Versatile Dier was often used as a third centre-back last season but the arrival of Davinson Sanchez has freed him up to play more regularly in central midfield – seemingly his preferred position.
The England man started Spurs’ first six games of the season before getting a rest during Tuesday’s League Cup tie. But, as Pochettino has pointed out, his importance and involvement is hardly new.
“I think the most important thing last season was he was the player in the squad that played the most,” he said. “To play in different positions adds more value to the player and that is why we’re so happy with him. All managers love to have this type of player in your squad.
“When we signed Toby Alderweireld from Atletico the club’s decision was either to sign another midfielder or give the possibility to Eric to fit into that position.

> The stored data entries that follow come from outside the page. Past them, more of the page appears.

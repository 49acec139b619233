//! OAuth 2.0 Authorization Flow with PKCE
//!
//! Implements the authorization code flow (RFC 6749) with PKCE (RFC 7636)
//! against the photo library's authorization server.
//!
//! - Builds the consent URL with an S256 challenge and CSRF state
//! - Exchanges the returned code for a [`TokenGrant`]
//! - Refreshes the access token, telling revocation apart from transient failure
//!
//! Token values, codes and verifiers are never logged.
//!
//! # Example
//!
//! ```no_run
//! use core_auth::oauth::{OAuthConfig, OAuthFlowManager};
//! use std::sync::Arc;
//!
//! # fn example(http_client: Arc<dyn bridge_traits::http::HttpClient>) -> core_auth::Result<()> {
//! let config = OAuthConfig::google_photos("client-id", None, "http://127.0.0.1:8765/callback");
//! let flow_manager = OAuthFlowManager::new(config, http_client);
//! let (auth_url, pkce_verifier) = flow_manager.build_auth_url()?;
//! println!("Open {auth_url}");
//! # let _ = pkce_verifier;
//! # Ok(())
//! # }
//! ```

use crate::error::{AuthError, Result};
use base64::engine::general_purpose::URL_SAFE_NO_PAD;
use base64::Engine;
use bridge_traits::http::{HttpClient, HttpMethod, HttpRequest, HttpResponse, RetryPolicy};
use rand::Rng;
use serde::{Deserialize, Serialize};
use sha2::{Digest, Sha256};
use std::sync::Arc;
use std::time::Duration;
use tokio::time::sleep;
use tracing::{debug, info, instrument, warn};
use url::Url;

/// Read-only access to the user's photo library.
pub const PHOTOS_READONLY_SCOPE: &str = "https://www.googleapis.com/auth/photoslibrary.readonly";
pub const GOOGLE_AUTH_URL: &str = "https://accounts.google.com/o/oauth2/v2/auth";
pub const GOOGLE_TOKEN_URL: &str = "https://oauth2.googleapis.com/token";

const MAX_REFRESH_ATTEMPTS: u32 = 3;

/// OAuth 2.0 client configuration.
#[derive(Debug, Clone)]
pub struct OAuthConfig {
    pub client_id: String,
    /// Absent for public (installed-app) clients
    pub client_secret: Option<String>,
    pub redirect_uri: String,
    pub scopes: Vec<String>,
    pub auth_url: String,
    pub token_url: String,
}

impl OAuthConfig {
    /// Configuration for Google Photos with the read-only library scope.
    pub fn google_photos(
        client_id: impl Into<String>,
        client_secret: Option<String>,
        redirect_uri: impl Into<String>,
    ) -> Self {
        Self {
            client_id: client_id.into(),
            client_secret,
            redirect_uri: redirect_uri.into(),
            scopes: vec![PHOTOS_READONLY_SCOPE.to_string()],
            auth_url: GOOGLE_AUTH_URL.to_string(),
            token_url: GOOGLE_TOKEN_URL.to_string(),
        }
    }
}

/// PKCE code verifier plus the CSRF state of one authorization attempt.
///
/// Only the challenge derived from the verifier leaves the device during
/// authorization; the verifier itself is sent with the code exchange.
#[derive(Clone)]
pub struct PkceVerifier {
    verifier: String,
    state: String,
}

impl PkceVerifier {
    /// 32 random bytes for the verifier and 16 for the state, both
    /// base64url without padding.
    pub fn new() -> Self {
        let mut rng = rand::thread_rng();

        let mut verifier_bytes = [0u8; 32];
        rng.fill(&mut verifier_bytes);
        let verifier = URL_SAFE_NO_PAD.encode(verifier_bytes);

        let mut state_bytes = [0u8; 16];
        rng.fill(&mut state_bytes);
        let state = URL_SAFE_NO_PAD.encode(state_bytes);

        Self { verifier, state }
    }

    pub fn verifier(&self) -> &str {
        &self.verifier
    }

    pub fn state(&self) -> &str {
        &self.state
    }

    /// S256 challenge: BASE64URL(SHA256(verifier))
    pub fn challenge(&self) -> String {
        let hash = Sha256::digest(self.verifier.as_bytes());
        URL_SAFE_NO_PAD.encode(hash)
    }
}

impl Default for PkceVerifier {
    fn default() -> Self {
        Self::new()
    }
}

impl std::fmt::Debug for PkceVerifier {
    fn fmt(&self, f: &mut std::fmt::Formatter<'_>) -> std::fmt::Result {
        f.debug_struct("PkceVerifier")
            .field("verifier", &"[REDACTED]")
            .field("state", &self.state)
            .finish()
    }
}

/// Tokens issued by the token endpoint.
#[derive(Clone, PartialEq, Eq)]
pub struct TokenGrant {
    pub access_token: String,
    pub refresh_token: Option<String>,
    pub expires_in: i64,
}

impl std::fmt::Debug for TokenGrant {
    fn fmt(&self, f: &mut std::fmt::Formatter<'_>) -> std::fmt::Result {
        f.debug_struct("TokenGrant")
            .field("access_token", &"[REDACTED]")
            .field("has_refresh_token", &self.refresh_token.is_some())
            .field("expires_in", &self.expires_in)
            .finish()
    }
}

/// Runs the authorization code flow against one token endpoint.
pub struct OAuthFlowManager {
    config: OAuthConfig,
    http_client: Arc<dyn HttpClient>,
    request_timeout: Duration,
}

impl OAuthFlowManager {
    pub fn new(config: OAuthConfig, http_client: Arc<dyn HttpClient>) -> Self {
        Self {
            config,
            http_client,
            request_timeout: Duration::from_secs(30),
        }
    }

    pub fn with_request_timeout(mut self, timeout: Duration) -> Self {
        self.request_timeout = timeout;
        self
    }

    pub fn config(&self) -> &OAuthConfig {
        &self.config
    }

    /// Build the consent URL.
    ///
    /// Returns the URL and the verifier that must be kept until
    /// [`exchange_code`](Self::exchange_code). `access_type=offline` and
    /// `prompt=consent` make the server issue a refresh token on every grant.
    #[instrument(skip(self))]
    pub fn build_auth_url(&self) -> Result<(String, PkceVerifier)> {
        let verifier = PkceVerifier::new();
        let challenge = verifier.challenge();

        let mut url = Url::parse(&self.config.auth_url)
            .map_err(|e| AuthError::Other(format!("Invalid auth URL: {}", e)))?;

        url.query_pairs_mut()
            .append_pair("client_id", &self.config.client_id)
            .append_pair("redirect_uri", &self.config.redirect_uri)
            .append_pair("response_type", "code")
            .append_pair("scope", &self.config.scopes.join(" "))
            .append_pair("state", verifier.state())
            .append_pair("code_challenge", &challenge)
            .append_pair("code_challenge_method", "S256")
            .append_pair("access_type", "offline")
            .append_pair("include_granted_scopes", "true")
            .append_pair("prompt", "consent");

        debug!("Built authorization URL");

        Ok((url.to_string(), verifier))
    }

    /// Exchange an authorization code for tokens after checking the state.
    #[instrument(skip(self, code, state, verifier))]
    pub async fn exchange_code(
        &self,
        code: &str,
        state: &str,
        verifier: &PkceVerifier,
    ) -> Result<TokenGrant> {
        if state != verifier.state() {
            warn!("Authorization state mismatch");
            return Err(AuthError::InvalidState);
        }

        let mut params = vec![
            ("grant_type", "authorization_code"),
            ("code", code),
            ("redirect_uri", self.config.redirect_uri.as_str()),
            ("client_id", self.config.client_id.as_str()),
            ("code_verifier", verifier.verifier()),
        ];
        if let Some(ref client_secret) = self.config.client_secret {
            params.push(("client_secret", client_secret.as_str()));
        }

        let encoded = serde_urlencoded::to_string(&params)
            .map_err(|e| AuthError::Other(format!("Failed to encode token request: {}", e)))?;

        debug!("Exchanging authorization code");

        let response = self
            .post_token_request(encoded)
            .await
            .map_err(|e| AuthError::NetworkError(e.to_string()))?;

        if !response.is_success() {
            let error = TokenErrorResponse::describe(&response);
            warn!(status = response.status, error = %error, "Authorization code rejected");
            return Err(AuthError::InvalidAuthCode(format!(
                "Token endpoint returned {}: {}",
                response.status, error
            )));
        }

        let token_response: TokenResponse = response
            .json()
            .map_err(|e| AuthError::Other(format!("Failed to parse token response: {}", e)))?;

        if token_response.refresh_token.is_none() {
            warn!("Token endpoint did not issue a refresh token");
        }
        info!(
            expires_in = token_response.expires_in,
            "Authorization code exchanged"
        );

        Ok(token_response.into_grant(None))
    }

    /// Refresh the access token.
    ///
    /// A 4xx answer (typically `invalid_grant`) means the refresh token is
    /// no longer accepted and yields [`AuthError::Revoked`]. 5xx answers are
    /// retried up to three attempts with doubling delays from 100ms. Transport
    /// failures yield [`AuthError::NetworkError`].
    ///
    /// When the server omits a new refresh token the old one is kept.
    #[instrument(skip(self, refresh_token))]
    pub async fn refresh_access_token(&self, refresh_token: &str) -> Result<TokenGrant> {
        let mut params = vec![
            ("grant_type", "refresh_token"),
            ("refresh_token", refresh_token),
            ("client_id", self.config.client_id.as_str()),
        ];
        if let Some(ref client_secret) = self.config.client_secret {
            params.push(("client_secret", client_secret.as_str()));
        }

        let encoded = serde_urlencoded::to_string(&params)
            .map_err(|e| AuthError::Other(format!("Failed to encode token request: {}", e)))?;

        let mut attempts = 0;
        loop {
            attempts += 1;

            let response = self.post_token_request(encoded.clone()).await.map_err(|e| {
                warn!(error = %e, "Token endpoint unreachable");
                AuthError::NetworkError(e.to_string())
            })?;

            if response.is_success() {
                let token_response: TokenResponse = response.json().map_err(|e| {
                    AuthError::TokenRefreshFailed(format!("Failed to parse token response: {}", e))
                })?;

                info!(
                    expires_in = token_response.expires_in,
                    "Access token refreshed"
                );
                return Ok(token_response.into_grant(Some(refresh_token)));
            }

            let status = response.status;
            let error = TokenErrorResponse::describe(&response);

            if response.is_client_error() {
                warn!(status, error = %error, "Refresh token rejected");
                return Err(AuthError::Revoked(error));
            }

            if attempts >= MAX_REFRESH_ATTEMPTS {
                return Err(AuthError::TokenRefreshFailed(format!(
                    "Token refresh failed after {} attempts. Last error: {} - {}",
                    attempts, status, error
                )));
            }

            let delay = Duration::from_millis(100 * 2u64.pow(attempts - 1));
            warn!(
                status,
                attempts,
                delay_ms = delay.as_millis() as u64,
                "Token refresh failed, retrying"
            );
            sleep(delay).await;
        }
    }

    async fn post_token_request(
        &self,
        encoded: String,
    ) -> bridge_traits::error::Result<HttpResponse> {
        let request = HttpRequest::new(HttpMethod::Post, self.config.token_url.clone())
            .header("Accept", "application/json")
            .form(encoded)
            .timeout(self.request_timeout);

        self.http_client
            .execute_with_retry(request, RetryPolicy::no_retry())
            .await
    }
}

/// Successful token endpoint answer.
#[derive(Debug, Deserialize, Serialize)]
struct TokenResponse {
    access_token: String,
    #[serde(skip_serializing_if = "Option::is_none")]
    refresh_token: Option<String>,
    #[serde(default = "default_expires_in")]
    expires_in: i64,
    #[serde(skip_serializing_if = "Option::is_none")]
    token_type: Option<String>,
    #[serde(skip_serializing_if = "Option::is_none")]
    scope: Option<String>,
}

impl TokenResponse {
    fn into_grant(self, previous_refresh_token: Option<&str>) -> TokenGrant {
        TokenGrant {
            access_token: self.access_token,
            refresh_token: self
                .refresh_token
                .or_else(|| previous_refresh_token.map(str::to_string)),
            expires_in: self.expires_in,
        }
    }
}

fn default_expires_in() -> i64 {
    3600
}

/// Error body of the token endpoint (RFC 6749 section 5.2).
#[derive(Debug, Deserialize)]
struct TokenErrorResponse {
    error: String,
    #[serde(default)]
    error_description: Option<String>,
}

impl TokenErrorResponse {
    fn describe(response: &HttpResponse) -> String {
        match response.json::<TokenErrorResponse>() {
            Ok(body) => match body.error_description {
                Some(description) => format!("{}: {}", body.error, description),
                None => body.error,
            },
            Err(_) => format!("HTTP {}", response.status),
        }
    }
}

We took a big risk not signing another midfielder and it was fantastic.
“We feel very proud about his last three seasons with us because he achieved many, many more things – more than he expected maybe.”
Manchester United were keen to sign Dier during the summer but Tottenham refused to entertain any bids and Pochettino had little to do with the matter.
“I don’t like to speak about rumours,” he said. “I cannot speak with the players [in the summer], I don’t have relationships with the agents, I’m a bit away from all that happens.
“The only thing [I get involved with] is the final decision when we sign or sell players. Daniel [Levy] comes in and says ‘we have that offer’ or ‘we can do this’, but always I am involved at the end of the negotiation.
“In the process, I am never aware, because I don’t need to know many things that happen, because I need to be focused on football. My job description is I am the manager, but in the end I am the coach who loves to work on the pitch.”
Pochettino invariably finds a role for Dier in his line-up, regardless of the system, and Heung-Min Son is pushing for a similar status after impressing in his latest outings.
The South Korean scored Spurs’ early opener against Dortmund last week and has since been one of the Lilywhites’ most dangerous players against Swansea and Barnsley, even if he has not found the net in those matches.
Son has often been the odd one out when Pochettino has opted for three centre-backs and only two attacking midfielders, but the manager welcomes any selection dilemmas.
“I celebrate when more than 11 players deserve to play,” he said. “Then it’s our decision how we [choose] the team, the rotation, or the system we use.
“Look at the performance of Michel Vorm. He kept us alive [against Barnsley] at the beginning of the second half, in the Carabao Cup.
“Maybe you can say ‘why not play Michel Vorm on Saturday because his performance was fantastic?’ but we have another, Hugo Lloris, that is top too. You are very relaxed when you have this type of player that you can trust, and more than 11.”